**** DATA
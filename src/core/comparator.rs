//! Claim comparison: witness statements checked against evidence packs.
//!
//! The claim text is decomposed into atomic assertions (time, location,
//! action, participants) by deterministic lexical scanning, then each
//! assertion is searched against the pack's events, chapters and quotes.
//! No external NLP: plain token analysis keeps results reproducible and
//! explainable in court.
//!
//! # Design Decisions (V1)
//!
//! - **Assertions are never dropped**: an unparsable fragment still
//!   produces a `no_evidence` result with confidence 0
//! - **Conflicts need category markers**: only evidence that explicitly
//!   speaks to a category (a location-bearing label, an alone/accompanied
//!   marker, an absence marker) can contradict an assertion; silence is
//!   `no_evidence`, never `mismatch`
//! - **Wall-clock times** are mapped onto the video timeline through the
//!   source's recording anchor; without an anchor the whole timeline is
//!   in scope and time assertions are unanswerable

use chrono::Timelike;
use thiserror::Error;

use crate::domain::claim::WitnessClaim;
use crate::domain::evidence::{format_offset, EvidencePack, EvidencePackSource, EvidenceRef};
use crate::domain::report::{AssertionKind, AssertionVerdict, ComparisonResult};

/// Half-width of the window a claimed clock time opens, in seconds
const TIME_TOLERANCE_SECS: f64 = 900.0;

/// Proximity scale: evidence this many seconds from the claimed instant
/// weighs half of evidence at the instant itself
const PROXIMITY_SCALE_SECS: f64 = 30.0;

/// Smoothing constant keeping confidence below 1 and damping single-item
/// verdicts
const SCORE_SMOOTHING: f64 = 0.5;

/// Fixed weight of a key quote (quotes carry no confidence of their own)
const QUOTE_WEIGHT: f64 = 0.75;

/// Fixed weight of a chapter summary hit
const CHAPTER_WEIGHT: f64 = 0.6;

/// Confidence assigned when the footage provably covers a claimed time
const TIME_COVERAGE_CONFIDENCE: f64 = 0.85;

/// Most evidence references cited per result
const MAX_CITED: usize = 4;

/// Input failures; nothing was compared
#[derive(Debug, Error)]
pub enum CompareError {
    #[error("claim text is empty")]
    EmptyClaim,

    #[error("evidence pack for video '{0}' holds no entries to compare against")]
    EmptyEvidence(String),
}

/// One atomic assertion extracted from the claim text
#[derive(Debug)]
struct Assertion {
    kind: AssertionKind,
    text: String,
    /// (clause index, byte offset) for claim-order sorting
    pos: (usize, usize),
    /// Content terms used for evidence overlap
    terms: Vec<String>,
    /// Minutes of day, for time assertions
    clock: Option<u32>,
    /// True for "alone" style participant assertions
    alone: bool,
}

/// The slice of the video timeline an assertion is checked against
#[derive(Debug, Clone, Copy)]
struct Scope {
    start: f64,
    end: f64,
    /// Claimed instant, when the scope came from a clock time
    center: Option<f64>,
}

/// A piece of evidence contributing to a verdict
struct Contribution {
    evidence: EvidenceRef,
    time: f64,
    weight: f64,
    description: String,
}

/// Compare a witness claim against an evidence pack.
///
/// Results come back in claim text order, one per assertion, and every
/// cited evidence id exists in the pack. Deterministic: same claim and
/// pack always produce identical results.
pub fn compare(
    claim: &WitnessClaim,
    pack: &EvidencePack,
) -> Result<Vec<ComparisonResult>, CompareError> {
    if claim.is_blank() {
        return Err(CompareError::EmptyClaim);
    }
    if pack.is_empty() {
        return Err(CompareError::EmptyEvidence(pack.source.video_id.clone()));
    }

    let assertions = decompose(claim);
    if assertions.is_empty() {
        // The claim said nothing checkable; report that rather than nothing
        return Ok(vec![ComparisonResult {
            assertion: normalize_text(&claim.text),
            kind: AssertionKind::Action,
            verdict: AssertionVerdict::NoEvidence,
            confidence: 0.0,
            evidence: vec![],
            explanation: "the statement could not be broken into checkable assertions"
                .to_string(),
        }]);
    }

    let scope = claim_scope(claim, &assertions, &pack.source);
    Ok(assertions.iter().map(|a| check(a, pack, scope)).collect())
}

// ---------------------------------------------------------------------------
// Decomposition
// ---------------------------------------------------------------------------

const STOPWORDS: &[&str] = &[
    "i", "we", "he", "she", "they", "you", "it", "me", "us", "them", "my", "our", "his", "her",
    "their", "your", "a", "an", "the", "was", "were", "am", "is", "are", "be", "been", "being",
    "had", "have", "has", "do", "did", "does", "and", "or", "but", "then", "that", "this",
    "there", "here", "to", "of", "for", "on", "at", "in", "with", "by", "from", "about",
    "around", "just", "really", "very", "so", "not", "no", "when", "while", "as", "all",
    "some", "went", "got",
];
//! Append-only job journal with file-based persistence.
//!
//! Events are stored as newline-delimited JSON (JSONL) for simplicity
//! and easy debugging/inspection. Appends take an exclusive file lock so
//! concurrent processes cannot interleave partial lines.

use std::fs::{File, OpenOptions};
use std::io::{BufRead, BufReader, Write};
use std::path::{Path, PathBuf};

use fs2::FileExt;
use thiserror::Error;
use tracing::warn;

use crate::domain::job::JobEvent;

/// Journal failures surfaced to the tracker
#[derive(Debug, Error)]
pub enum JournalError {
    #[error("journal i/o failure: {0}")]
    Io(#[from] std::io::Error),

    #[error("failed to encode journal event: {0}")]
    Encode(#[from] serde_json::Error),

    #[error("corrupt journal line {line}: {message}")]
    Corrupt { line: usize, message: String },
}

/// File-based job journal using JSONL format
pub struct JobJournal {
    path: PathBuf,
}

impl JobJournal {
    /// Create or open a journal at the given path
    pub fn open(path: impl Into<PathBuf>) -> Result<Self, JournalError> {
        let path = path.into();
        if let Some(parent) = path.parent() {
            std::fs::create_dir_all(parent)?;
        }
        Ok(Self { path })
    }

    /// Path to the journal file
    pub fn path(&self) -> &Path {
        &self.path
    }

    /// Append one event to the journal.
    ///
    /// The write happens under an exclusive lock and is flushed before
    /// returning, so an acknowledged append survives a crash.
    pub fn append(&self, event: &JobEvent) -> Result<(), JournalError> {
        let file = OpenOptions::new().create(true).append(true).open(&self.path)?;

        // Acquire exclusive lock; released when the file is dropped
        file.lock_exclusive()?;

        let json = serde_json::to_string(event)?;
        let mut file = file;
        writeln!(file, "{}", json)?;
        file.flush()?;

        Ok(())
    }

    /// Replay all events in append order.
    ///
    /// A torn final line (crash mid-append) is skipped with a warning;
    /// corruption anywhere else is an error.
    pub fn replay(&self) -> Result<Vec<JobEvent>, JournalError> {
        if !self.path.exists() {
            return Ok(Vec::new());
        }

        let file = File::open(&self.path)?;
        let reader = BufReader::new(file);

        let lines: Vec<String> = reader.lines().collect::<Result<_, _>>()?;
        let last = lines.len().saturating_sub(1);

        let mut events = Vec::new();
        for (idx, line) in lines.iter().enumerate() {
            if line.trim().is_empty() {
                continue;
            }
            match serde_json::from_str::<JobEvent>(line) {
                Ok(event) => events.push(event),
                Err(e) if idx == last => {
                    warn!(line = idx + 1, error = %e, "skipping torn final journal line");
                }
                Err(e) => {
                    return Err(JournalError::Corrupt { line: idx + 1, message: e.to_string() });
                }
            }
        }

        Ok(events)
    }
}

#[cfg(test)]
mod tests {
    use super::*;
    use crate::domain::job::{FailureKind, JobEventKind, JobFailure};
    use crate::domain::video::VideoAsset;
    use chrono::Utc;
    use tempfile::TempDir;
    use uuid::Uuid;

    fn journal_in(temp: &TempDir) -> JobJournal {
        JobJournal::open(temp.path().join("jobs.jsonl")).unwrap()
    }

    fn asset(id: &str) -> VideoAsset {
        VideoAsset {
            id: id.to_string(),
            title: None,
            duration_secs: 60.0,
            recorded_at: None,
            uploaded_at: Utc::now(),
        }
    }

    #[test]
    fn test_append_and_replay_order() {
        let temp = TempDir::new().unwrap();
        let journal = journal_in(&temp);
        let id = Uuid::new_v4();

        journal
            .append(&JobEvent::new(id, JobEventKind::Submitted { video: asset("vid-1") }))
            .unwrap();
        journal
            .append(&JobEvent::new(
                id,
                JobEventKind::Accepted { task_id: "t-1".to_string(), attempts: 1 },
            ))
            .unwrap();
        journal
            .append(&JobEvent::new(
                id,
                JobEventKind::Failed {
                    failure: JobFailure::new(FailureKind::Aborted, "deadline"),
                },
            ))
            .unwrap();

        let events = journal.replay().unwrap();
        assert_eq!(events.len(), 3);
        assert!(matches!(events[0].kind, JobEventKind::Submitted { .. }));
        assert!(matches!(events[1].kind, JobEventKind::Accepted { .. }));
        assert!(matches!(events[2].kind, JobEventKind::Failed { .. }));
    }

    #[test]
    fn test_replay_missing_file_is_empty() {
        let temp = TempDir::new().unwrap();
        let journal = journal_in(&temp);
        assert!(journal.replay().unwrap().is_empty());
    }

    #[test]
    fn test_torn_final_line_skipped() {
        let temp = TempDir::new().unwrap();
        let journal = journal_in(&temp);
        let id = Uuid::new_v4();

        journal
            .append(&JobEvent::new(id, JobEventKind::Submitted { video: asset("vid-1") }))
            .unwrap();

        // Simulate a crash mid-append
        let mut file = OpenOptions::new().append(true).open(journal.path()).unwrap();
        file.write_all(b"{\"job_id\": \"trunc").unwrap();

        let events = journal.replay().unwrap();
        assert_eq!(events.len(), 1);
    }

    #[test]
    fn test_corrupt_middle_line_is_error() {
        let temp = TempDir::new().unwrap();
        let journal = journal_in(&temp);
        let id = Uuid::new_v4();

        journal
            .append(&JobEvent::new(id, JobEventKind::Submitted { video: asset("vid-1") }))
            .unwrap();

        let mut file = OpenOptions::new().append(true).open(journal.path()).unwrap();
        file.write_all(b"not json at all\n").unwrap();

        journal
            .append(&JobEvent::new(
                id,
                JobEventKind::Accepted { task_id: "t-1".to_string(), attempts: 1 },
            ))
            .unwrap();

        let err = journal.replay().unwrap_err();
        assert!(matches!(err, JournalError::Corrupt { line: 2, .. }));
    }
}
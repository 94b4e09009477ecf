//! The Evidence Pack: normalized, immutable view of one analyzed video.
//!
//! A pack is produced once by the normalizer and never mutated afterwards.
//! Entries carry deterministic ids so reports can cite them stably across
//! re-runs of the same input.

use chrono::{DateTime, Utc};
use serde::{Deserialize, Serialize};
use sha2::{Digest, Sha256};

/// Reference to the originating video asset. One per pack.
#[derive(Debug, Clone, Serialize, Deserialize)]
pub struct EvidencePackSource {
    /// Stable identifier of the video asset
    pub video_id: String,

    /// Human-readable title, if the store had one
    #[serde(skip_serializing_if = "Option::is_none")]
    pub title: Option<String>,

    /// Full duration of the footage in seconds
    pub duration_secs: f64,

    /// Wall-clock instant the recording started, when known.
    /// Anchors the video timeline so claim times can be mapped onto it.
    #[serde(skip_serializing_if = "Option::is_none")]
    pub recorded_at: Option<DateTime<Utc>>,

    /// When the asset was uploaded/registered
    pub uploaded_at: DateTime<Utc>,
}

impl EvidencePackSource {
    /// Describe the asset an evidence pack was derived from
    pub fn from_asset(asset: &crate::domain::video::VideoAsset) -> Self {
        Self {
            video_id: asset.id.clone(),
            title: asset.title.clone(),
            duration_secs: asset.duration_secs,
            recorded_at: asset.recorded_at,
            uploaded_at: asset.uploaded_at,
        }
    }

    /// Map a wall-clock instant onto the video timeline.
    ///
    /// Returns `None` when the source has no recording anchor or the
    /// instant falls outside the footage.
    pub fn offset_of(&self, instant: DateTime<Utc>) -> Option<f64> {
        let anchor = self.recorded_at?;
        let offset = (instant - anchor).num_milliseconds() as f64 / 1000.0;
        if offset < 0.0 || offset > self.duration_secs {
            return None;
        }
        Some(offset)
    }
}

/// An ordered segment of the video with a time range and a summary
#[derive(Debug, Clone, Serialize, Deserialize)]
pub struct EvidenceChapter {
    /// Chapter id ("ch-01", "ch-02", ...)
    pub id: String,

    /// Start offset in seconds
    pub start: f64,

    /// End offset in seconds
    pub end: f64,

    /// What happens in this stretch of footage
    pub summary: String,
}

impl EvidenceChapter {
    /// True when the chapter's range intersects [start, end]
    pub fn overlaps(&self, start: f64, end: f64) -> bool {
        self.start <= end && self.end >= start
    }
}

/// A detected occurrence: actor/action/object with time and confidence
#[derive(Debug, Clone, Serialize, Deserialize)]
pub struct EvidenceEvent {
    /// Deterministic event id derived from label and timestamp
    pub id: String,

    /// What was detected
    pub label: String,

    /// Anchor timestamp in seconds (highest-confidence member when merged)
    pub start: f64,

    /// End of the occurrence, when it spans a range
    #[serde(skip_serializing_if = "Option::is_none")]
    pub end: Option<f64>,

    /// Confidence in [0, 1]
    pub confidence: f64,

    /// How many raw detections were merged into this event
    pub sources: u32,
}

impl EvidenceEvent {
    /// True when the event's occurrence intersects [start, end]
    pub fn overlaps(&self, start: f64, end: f64) -> bool {
        let event_end = self.end.unwrap_or(self.start);
        self.start <= end && event_end >= start
    }
}

/// A transcribed or notable utterance with timestamp and speaker
#[derive(Debug, Clone, Serialize, Deserialize)]
pub struct EvidenceKeyQuote {
    /// Deterministic quote id
    pub id: String,

    /// Offset into the video in seconds
    pub start: f64,

    /// Speaker attribution; `"unknown"` when the service could not attribute
    pub speaker: String,

    /// The utterance or on-screen text
    pub text: String,
}

/// Typed reference into a pack, cited by comparison results and reports
#[derive(Debug, Clone, PartialEq, Eq, Serialize, Deserialize)]
#[serde(rename_all = "snake_case", tag = "kind", content = "id")]
pub enum EvidenceRef {
    Chapter(String),
    Event(String),
    Quote(String),
}

impl std::fmt::Display for EvidenceRef {
    fn fmt(&self, f: &mut std::fmt::Formatter<'_>) -> std::fmt::Result {
        match self {
            EvidenceRef::Chapter(id) | EvidenceRef::Event(id) | EvidenceRef::Quote(id) => {
                write!(f, "{}", id)
            }
        }
    }
}

/// Normalized, structured representation of a video's analyzed content.
///
/// Invariants (established by the normalizer, relied on everywhere else):
/// - every timestamp lies within [0, source.duration_secs]
/// - chapters are ordered by non-decreasing start
/// - events and quotes are ordered by (timestamp, label/text)
#[derive(Debug, Clone, Serialize, Deserialize)]
pub struct EvidencePack {
    /// The video this pack describes
    pub source: EvidencePackSource,

    /// Ordered chapters partitioning the duration
    pub chapters: Vec<EvidenceChapter>,

    /// Detected occurrences, ordered by timestamp then label
    pub events: Vec<EvidenceEvent>,

    /// Key quotes, ordered by timestamp
    pub quotes: Vec<EvidenceKeyQuote>,
}

impl EvidencePack {
    /// Events whose occurrence intersects [start, end]
    pub fn events_in(&self, start: f64, end: f64) -> Vec<&EvidenceEvent> {
        self.events.iter().filter(|e| e.overlaps(start, end)).collect()
    }

    /// Quotes spoken within [start, end]
    pub fn quotes_in(&self, start: f64, end: f64) -> Vec<&EvidenceKeyQuote> {
        self.quotes
            .iter()
            .filter(|q| q.start >= start && q.start <= end)
            .collect()
    }

    /// Chapters overlapping [start, end]
    pub fn chapters_in(&self, start: f64, end: f64) -> Vec<&EvidenceChapter> {
        self.chapters.iter().filter(|c| c.overlaps(start, end)).collect()
    }

    /// True when the pack holds no entries at all
    pub fn is_empty(&self) -> bool {
        self.chapters.is_empty() && self.events.is_empty() && self.quotes.is_empty()
    }
}

/// Deterministic short id for an evidence entry.
///
/// sha256 over the discriminating fields, first 8 hex chars, prefixed by
/// kind. Same input always produces the same id.
pub fn evidence_id(prefix: &str, label: &str, start: f64) -> String {
    let mut hasher = Sha256::new();
    hasher.update(label.as_bytes());
    hasher.update(format!("{:.3}", start).as_bytes());
    let digest = hasher.finalize();
    format!("{}-{}", prefix, hex::encode(&digest[..4]))
}

/// Render a video offset as `HH:MM:SS`
pub fn format_offset(secs: f64) -> String {
    let total = secs.max(0.0).round() as u64;
    format!("{:02}:{:02}:{:02}", total / 3600, (total % 3600) / 60, total % 60)
}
********
PROMPT: A complete answer gives every line of the records holding "EmptyEvidence".

EXPECTED ANSWER:
    EmptyEvidence(String),
        return Err(CompareError::EmptyEvidence(pack.source.video_id.clone()));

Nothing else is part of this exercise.